» Work to be completed
For the records below, output each line exactly as it appears, from the first through the line with "use rand::SeedableRng;".

» Dataset
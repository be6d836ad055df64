//! Deterministic random number generation for baseline players.
//!
//! ```
//! use rust_minimax::core::GameRng;
//!
//! let moves = ["red 1", "red 2", "blue 1", "blue 2"];
//! let mut a = GameRng::new(42);
//! let mut b = GameRng::new(42);
//! assert_eq!(a.choose(&moves), b.choose(&moves));
//! ```

use rand::seq::SliceRandom;
use rand::SeedableRng;
use rand_chacha::ChaCha8Rng;

/// Seeded RNG. Same seed produces the same sequence of choices.
#[derive(Clone, Debug)]
pub struct GameRng {
    inner: ChaCha8Rng,
}

impl GameRng {
    /// Create a new RNG with the given seed.
    #[must_use]
    pub fn new(seed: u64) -> Self {
        Self {
            inner: ChaCha8Rng::seed_from_u64(seed),
        }
    }

    /// Choose a random element from a slice.
    #[must_use]
    pub fn choose<'a, T>(&mut self, slice: &'a [T]) -> Option<&'a T> {
        slice.choose(&mut self.inner)
    }
}

#[cfg(test)]
mod tests {
    use super::*;

    #[test]
    fn test_determinism() {
        let mut rng1 = GameRng::new(42);
        let mut rng2 = GameRng::new(42);

        let items: Vec<u32> = (0..1000).collect();

        for _ in 0..100 {
            assert_eq!(rng1.choose(&items), rng2.choose(&items));
        }
    }

    #[test]
    fn test_different_seeds() {
        let mut rng1 = GameRng::new(1);
        let mut rng2 = GameRng::new(2);

        let items: Vec<u32> = (0..1000).collect();

        let seq1: Vec<_> = (0..10).map(|_| rng1.choose(&items)).collect();
        let seq2: Vec<_> = (0..10).map(|_| rng2.choose(&items)).collect();

        assert_ne!(seq1, seq2);
    }

    #[test]
    fn test_choose() {
        let mut rng = GameRng::new(42);
        let items = vec![1, 2, 3, 4, 5];

        let chosen = rng.choose(&items);
        assert!(chosen.is_some());
        assert!(items.contains(chosen.unwrap()));

        let empty: Vec<i32> = vec![];
        assert!(rng.choose(&empty).is_none());
    }
}
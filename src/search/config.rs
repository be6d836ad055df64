//! Search configuration parameters.

use serde::{Deserialize, Serialize};

/// Which search procedure a [`super::SearchStrategy`] runs.
#[derive(Clone, Copy, Debug, PartialEq, Eq, Serialize, Deserialize)]
#[serde(tag = "kind", rename_all = "snake_case")]
pub enum Algorithm {
    /// Exhaustive minimax.
    Minimax,
    /// Exhaustive alpha-beta.
    AlphaBeta,
    /// Alpha-beta cut off `depth` plies below the root.
    DepthLimited { depth: u32 },
}

/// How the depth-limited search scores states that are already terminal.
///
/// The historical behavior scores every stopping state with the evaluator,
/// so exact utilities and heuristic estimates are mixed at the horizon.
/// `Utility` keeps the evaluator for depth-exhausted non-terminal states
/// only.
#[derive(Clone, Copy, Debug, Default, PartialEq, Eq, Serialize, Deserialize)]
#[serde(rename_all = "snake_case")]
pub enum TerminalScoring {
    /// Evaluator at every stopping state, terminal or not.
    #[default]
    Evaluator,
    /// Exact utility at terminal states.
    Utility,
}

/// Search configuration parameters.
#[derive(Clone, Debug, PartialEq, Serialize, Deserialize)]
pub struct SearchConfig {
    /// Search procedure (default: exhaustive alpha-beta).
    pub algorithm: Algorithm,

    /// Terminal scoring for the depth-limited procedure.
    /// Ignored by the exhaustive ones.
    #[serde(default)]
    pub terminal_scoring: TerminalScoring,
}

impl Default for SearchConfig {
    fn default() -> Self {
        Self {
            algorithm: Algorithm::AlphaBeta,
            terminal_scoring: TerminalScoring::default(),
        }
    }
}

impl SearchConfig {
    /// Exhaustive minimax without pruning.
    pub fn minimax() -> Self {
        Self {
            algorithm: Algorithm::Minimax,
            ..Self::default()
        }
    }

    /// Create a new config with a ply limit, switching to depth-limited
    /// alpha-beta. `None` switches back to exhaustive alpha-beta.
    pub fn with_depth_limit(mut self, depth: Option<u32>) -> Self {
        self.algorithm = match depth {
            Some(depth) => Algorithm::DepthLimited { depth },
            None => Algorithm::AlphaBeta,
        };
        self
    }

    /// Create a new config with custom terminal scoring.
    pub fn with_terminal_scoring(mut self, scoring: TerminalScoring) -> Self {
        self.terminal_scoring = scoring;
        self
    }

    /// The ply limit, if the search is depth-limited.
    #[must_use]
    pub fn depth_limit(&self) -> Option<u32> {
        match self.algorithm {
            Algorithm::DepthLimited { depth } => Some(depth),
            _ => None,
        }
    }
}
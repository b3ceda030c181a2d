use strum_macros::Display;

use xml5_common::warning::warn_once;
use xml5_dom::DomTree;

use super::namespace::NamespaceResolver;
use super::sink::TreeSink;
use crate::error::{ErrorCode, ParseError, XmlError};
use crate::tokenizer::{Attribute, Token, XmlTokenizer, is_space_char};

/// Where the tree builder is in the document.
#[derive(Debug, Clone, Copy, PartialEq, Eq, Display)]
#[strum(serialize_all = "kebab-case")]
pub enum Phase {
    /// Before the root element. Only comments, processing instructions and
    /// whitespace belong here.
    Start,
    /// Inside the root element.
    Main,
    /// After the root element closed.
    End,
}

/// An element on the stack of open elements.
#[derive(Debug, Clone)]
struct OpenElement<H> {
    handle: H,
    /// The qualified name end tags are matched against.
    name: String,
}

/// Builds a tree from XML5 input fed in chunks.
///
/// Owns the tokenizer and drives it: every chunk passed to
/// [`XmlParser::feed`] is tokenized as far as possible and the resulting
/// tokens are applied to the sink right away. Parse errors, whether found by
/// the tokenizer or during tree construction, are collected in the order they
/// occur.
///
/// # Example
///
/// ```
/// use xml5_parser::XmlParser;
///
/// let mut parser = XmlParser::new();
/// parser.feed("<greeting>hel").unwrap();
/// parser.feed("lo</greeting>").unwrap();
/// let tree = parser.finish().unwrap();
/// let root = tree.document_element().unwrap();
/// assert_eq!(tree.text_content(root), "hello");
/// ```
#[derive(Debug)]
pub struct XmlParser<S: TreeSink = DomTree> {
    tokenizer: XmlTokenizer,
    sink: S,
    phase: Phase,
    open_elements: Vec<OpenElement<S::Handle>>,
    errors: Vec<ParseError>,
    strict: bool,
    failure: Option<XmlError>,
}

impl XmlParser<DomTree> {
    /// A parser that builds a [`DomTree`].
    #[must_use]
    pub fn new() -> Self {
        Self::with_sink(DomTree::new())
    }
}

impl Default for XmlParser<DomTree> {
    fn default() -> Self {
        Self::new()
    }
}

impl<S: TreeSink> XmlParser<S> {
    /// A parser that builds into `sink`.
    #[must_use]
    pub fn with_sink(sink: S) -> Self {
        Self {
            tokenizer: XmlTokenizer::new(),
            sink,
            phase: Phase::Start,
            open_elements: Vec::new(),
            errors: Vec::new(),
            strict: false,
            failure: None,
        }
    }

    /// Fail on the first parse error instead of recovering.
    #[must_use]
    pub const fn with_strict_mode(mut self) -> Self {
        self.strict = true;
        self
    }

    /// Parse another chunk of input.
    ///
    /// # Errors
    ///
    /// [`XmlError::Strict`] for the first parse error in strict mode, and
    /// [`XmlError::Unsupported`] when the input uses a construct the
    /// tokenizer does not handle. Once an error has been returned, every
    /// later call returns it again.
    pub fn feed(&mut self, chunk: &str) -> Result<(), XmlError> {
        self.check_failure()?;
        self.tokenizer.feed(chunk);
        self.process_pending()
    }

    /// Signal end of input and return the finished sink.
    ///
    /// Elements still open at end of input are left as they are.
    ///
    /// # Errors
    ///
    /// Same as [`XmlParser::feed`].
    pub fn finish(self) -> Result<S, XmlError> {
        self.finish_with_errors().map(|(sink, _)| sink)
    }

    /// Like [`XmlParser::finish`], also returning every recorded parse error.
    ///
    /// # Errors
    ///
    /// Same as [`XmlParser::feed`].
    pub fn finish_with_errors(mut self) -> Result<(S, Vec<ParseError>), XmlError> {
        self.check_failure()?;
        self.tokenizer.end();
        self.process_pending()?;
        Ok((self.sink, self.errors))
    }

    /// Parse errors recorded so far.
    #[must_use]
    pub fn errors(&self) -> &[ParseError] {
        &self.errors
    }

    /// The current phase.
    #[must_use]
    pub const fn phase(&self) -> Phase {
        self.phase
    }

    /// The sink being built into.
    #[must_use]
    pub const fn sink(&self) -> &S {
        &self.sink
    }

    /// The tokenizer, for inspecting declared entities and ATTLIST defaults.
    #[must_use]
    pub const fn tokenizer(&self) -> &XmlTokenizer {
        &self.tokenizer
    }

    fn check_failure(&self) -> Result<(), XmlError> {
        match &self.failure {
            Some(error) => Err(error.clone()),
            None => Ok(()),
        }
    }

    fn fail(&mut self, error: XmlError) -> Result<(), XmlError> {
        self.failure = Some(error.clone());
        Err(error)
    }

    /// Apply every token the tokenizer has produced since the last call.
    fn process_pending(&mut self) -> Result<(), XmlError> {
        for token in self.tokenizer.take_tokens() {
            if let Err(error) = self.process_token(token) {
                return self.fail(error);
            }
        }
        match self.tokenizer.take_failure() {
            Some(error) => self.fail(error),
            None => Ok(()),
        }
    }

    fn process_token(&mut self, token: Token) -> Result<(), XmlError> {
        if let Token::ParseError(error) = token {
            return self.record_error(error);
        }
        match self.phase {
            Phase::Start => self.handle_start_phase(token),
            Phase::Main => self.handle_main_phase(token),
            Phase::End => self.handle_end_phase(token),
        }
    }

    // =========================================================================
    // Phases
    // =========================================================================

    fn handle_start_phase(&mut self, token: Token) -> Result<(), XmlError> {
        let document = self.sink.document();
        match token {
            Token::StartTag { name, attributes } => {
                let handle = self.insert_element(document, &name, &attributes);
                self.open_elements.push(OpenElement { handle, name });
                self.phase = Phase::Main;
            }
            Token::EmptyTag { name, attributes } => {
                let _ = self.insert_element(document, &name, &attributes);
                self.phase = Phase::End;
            }
            Token::Comment { data } => self.insert_comment(document, &data),
            Token::Pi { target, data } => {
                self.insert_processing_instruction(document, &target, &data);
            }
            Token::Characters { data } if is_whitespace(&data) => {}
            other => return self.parse_error(ErrorCode::UnexpectedContentBeforeRoot, &other),
        }
        Ok(())
    }

    fn handle_main_phase(&mut self, token: Token) -> Result<(), XmlError> {
        let current = self.current_node();
        match token {
            Token::StartTag { name, attributes } => {
                let handle = self.insert_element(current, &name, &attributes);
                self.open_elements.push(OpenElement { handle, name });
            }
            Token::EmptyTag { name, attributes } => {
                let _ = self.insert_element(current, &name, &attributes);
            }
            Token::EndTag { name } => {
                let Some(index) = self.open_elements.iter().rposition(|open| open.name == name)
                else {
                    return self.parse_error(ErrorCode::UnmatchedClose, &Token::EndTag { name });
                };
                self.open_elements.truncate(index);
                self.end_if_closed();
            }
            Token::EndTagShort => {
                let _ = self.open_elements.pop();
                self.end_if_closed();
            }
            Token::Characters { data } => self.sink.append_text(current, &data),
            Token::Comment { data } => self.insert_comment(current, &data),
            Token::Pi { target, data } => {
                self.insert_processing_instruction(current, &target, &data);
            }
            Token::ParseError(error) => return self.record_error(error),
        }
        Ok(())
    }

    fn handle_end_phase(&mut self, token: Token) -> Result<(), XmlError> {
        let document = self.sink.document();
        match token {
            Token::Comment { data } => self.insert_comment(document, &data),
            Token::Pi { target, data } => {
                self.insert_processing_instruction(document, &target, &data);
            }
            Token::Characters { data } if is_whitespace(&data) => {}
            other => return self.parse_error(ErrorCode::UnexpectedContentAfterRoot, &other),
        }
        Ok(())
    }

    // =========================================================================
    // Tree helpers
    // =========================================================================

    /// The innermost open element, or the document when none is open.
    fn current_node(&self) -> S::Handle {
        self.open_elements
            .last()
            .map_or_else(|| self.sink.document(), |open| open.handle)
    }

    fn end_if_closed(&mut self) {
        if self.open_elements.is_empty() {
            self.phase = Phase::End;
        }
    }

    /// Create the element for a tag, resolving namespaces against the open
    /// elements, and append it to `parent`.
    fn insert_element(
        &mut self,
        parent: S::Handle,
        name: &str,
        attributes: &[Attribute],
    ) -> S::Handle {
        let element = {
            let sink = &self.sink;
            let open_elements = &self.open_elements;
            let resolver = NamespaceResolver::new(attributes, |declaration: &str| {
                open_elements
                    .iter()
                    .rev()
                    .find_map(|open| sink.attribute(open.handle, declaration))
                    .map(str::to_string)
            });
            resolver.resolve(name)
        };
        let handle = self.sink.create_element(element);
        self.sink.append_child(parent, handle);
        handle
    }

    fn insert_comment(&mut self, parent: S::Handle, data: &str) {
        let comment = self.sink.create_comment(data);
        self.sink.append_child(parent, comment);
    }

    fn insert_processing_instruction(&mut self, parent: S::Handle, target: &str, data: &str) {
        let pi = self.sink.create_processing_instruction(target, data);
        self.sink.append_child(parent, pi);
    }

    // =========================================================================
    // Errors
    // =========================================================================

    /// Record an error found during tree construction. The token is skipped.
    fn parse_error(&mut self, code: ErrorCode, token: &Token) -> Result<(), XmlError> {
        let error = match token {
            Token::EndTag { name } => ParseError::with_data(code, name.clone()),
            _ => ParseError::new(code),
        };
        warn_once("XML Parser", &format!("{error} (in {} phase, at {token})", self.phase));
        self.record_error(error)
    }

    fn record_error(&mut self, error: ParseError) -> Result<(), XmlError> {
        self.errors.push(error.clone());
        if self.strict {
            return Err(XmlError::Strict(error));
        }
        Ok(())
    }
}

fn is_whitespace(data: &str) -> bool {
    data.chars().all(is_space_char)
}

/// Parse a complete document into a [`DomTree`].
///
/// # Errors
///
/// Only [`XmlError::Unsupported`]; malformed input is recovered from.
pub fn parse_str(input: &str) -> Result<DomTree, XmlError> {
    let mut parser = XmlParser::new();
    parser.feed(input)?;
    parser.finish()
}

/// Parse a complete document, also returning the recorded parse errors.
///
/// # Errors
///
/// Only [`XmlError::Unsupported`]; malformed input is recovered from.
pub fn parse_str_with_errors(input: &str) -> Result<(DomTree, Vec<ParseError>), XmlError> {
    let mut parser = XmlParser::new();
    parser.feed(input)?;
    parser.finish_with_errors()
}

» Exercise result
repository be6d836ad055df64
//! Deterministic random number generation for baseline players.
//!
//! ```
//! use rust_minimax::core::GameRng;
//!
//! let moves = ["red 1", "red 2", "blue 1", "blue 2"];
//! let mut a = GameRng::new(42);
//! let mut b = GameRng::new(42);
//! assert_eq!(a.choose(&moves), b.choose(&moves));
//! ```

use rand::seq::SliceRandom;
use rand::SeedableRng;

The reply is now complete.